**Work to complete:**
Among the entries below, find each line with "ConditionError" and show it.

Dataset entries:

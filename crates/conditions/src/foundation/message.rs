//! Message templates and rendering
//!
//! Two kinds of templates live here:
//!
//! - **condition descriptions** attached with
//!   [`Validator::described_as`](crate::foundation::Validator::described_as),
//!   where `{0}` stands for the argument name;
//! - **[`MessageFormat`]**, the configurable layout used to turn a
//!   [`ConditionError`] into a final string.

use serde::{Deserialize, Serialize};

use crate::foundation::error::ConditionError;

/// Placeholder for the argument name in a condition description.
pub const ARGUMENT_PLACEHOLDER: &str = "{0}";

/// Substitutes the argument name into a condition description.
///
/// `{0}` is replaced with `argument_name`; `{{` and `}}` produce literal
/// braces. Any other brace sequence is copied unchanged.
///
/// ```
/// use conditions::foundation::format_description;
///
/// assert_eq!(format_description("abc {0} xyz", "a"), "abc a xyz");
/// assert_eq!(format_description("{{0}} is {0}", "a"), "{0} is a");
/// ```
pub fn format_description(template: &str, argument_name: &str) -> String {
    let mut out = String::with_capacity(template.len() + argument_name.len());
    let mut rest = template;

    while let Some(pos) = rest.find(['{', '}']) {
        out.push_str(&rest[..pos]);
        let tail = &rest[pos..];

        if let Some(after) = tail.strip_prefix(ARGUMENT_PLACEHOLDER) {
            out.push_str(argument_name);
            rest = after;
        } else if let Some(after) = tail.strip_prefix("{{") {
            out.push('{');
            rest = after;
        } else if let Some(after) = tail.strip_prefix("}}") {
            out.push('}');
            rest = after;
        } else {
            // lone brace, both are single-byte
            out.push_str(&tail[..1]);
            rest = &tail[1..];
        }
    }

    out.push_str(rest);
    out
}

// ============================================================================
// MESSAGE FORMAT
// ============================================================================

/// Layout of rendered error messages.
///
/// Templates may use `{message}` (condition plus additional sentence),
/// `{condition}` (condition only) and `{argument}` (argument name).
/// Missing fields fall back to [`MessageFormat::default`], which matches the
/// `Display` implementation of [`ConditionError`].
///
/// ```
/// use conditions::{MessageFormat, requires};
///
/// let format = MessageFormat::from_json_str(
///     r#"{ "precondition": "{argument}: {message}" }"#,
/// ).unwrap();
///
/// let err = requires(0, "count").is_greater_than(0).unwrap_err();
/// assert_eq!(format.render(&err), "count: count should be greater than 0.");
/// ```
#[derive(Debug, Clone, PartialEq, Eq, Serialize, Deserialize)]
#[serde(default, deny_unknown_fields)]
pub struct MessageFormat {
    /// Template for errors from precondition validators.
    pub precondition: String,

    /// Template for errors from postcondition validators.
    pub postcondition: String,
}

impl Default for MessageFormat {
    fn default() -> Self {
        Self {
            precondition: "{message} (parameter '{argument}')".to_string(),
            postcondition: "Postcondition '{message}' failed.".to_string(),
        }
    }
}

impl MessageFormat {
    /// Two-line layout with the argument name on its own line:
    ///
    /// ```text
    /// a should end with 'test me'.
    /// Parameter name: a
    /// ```
    #[must_use]
    pub fn multiline() -> Self {
        Self {
            precondition: "{message}\nParameter name: {argument}".to_string(),
            ..Self::default()
        }
    }

    /// Loads a format from JSON.
    pub fn from_json_str(json: &str) -> Result<Self, serde_json::Error> {
        serde_json::from_str(json)
    }

    /// Loads a format from an already parsed JSON value.
    pub fn from_json_value(value: serde_json::Value) -> Result<Self, serde_json::Error> {
        serde_json::from_value(value)
    }

    /// Renders an error with this layout.
    #[must_use]
    pub fn render(&self, error: &ConditionError) -> String {
        let template = if error.is_postcondition() {
            &self.postcondition
        } else {
            &self.precondition
        };

        let violation = error.violation();
        template
            .replace("{message}", &violation.message())
            .replace("{condition}", &violation.condition)
            .replace("{argument}", &violation.argument)
    }
}

// ============================================================================
// TESTS
// ============================================================================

**Response to this task:**
//!   [`ConditionError`] into a final string.
use crate::foundation::error::ConditionError;
/// `Display` implementation of [`ConditionError`].
    pub fn render(&self, error: &ConditionError) -> String {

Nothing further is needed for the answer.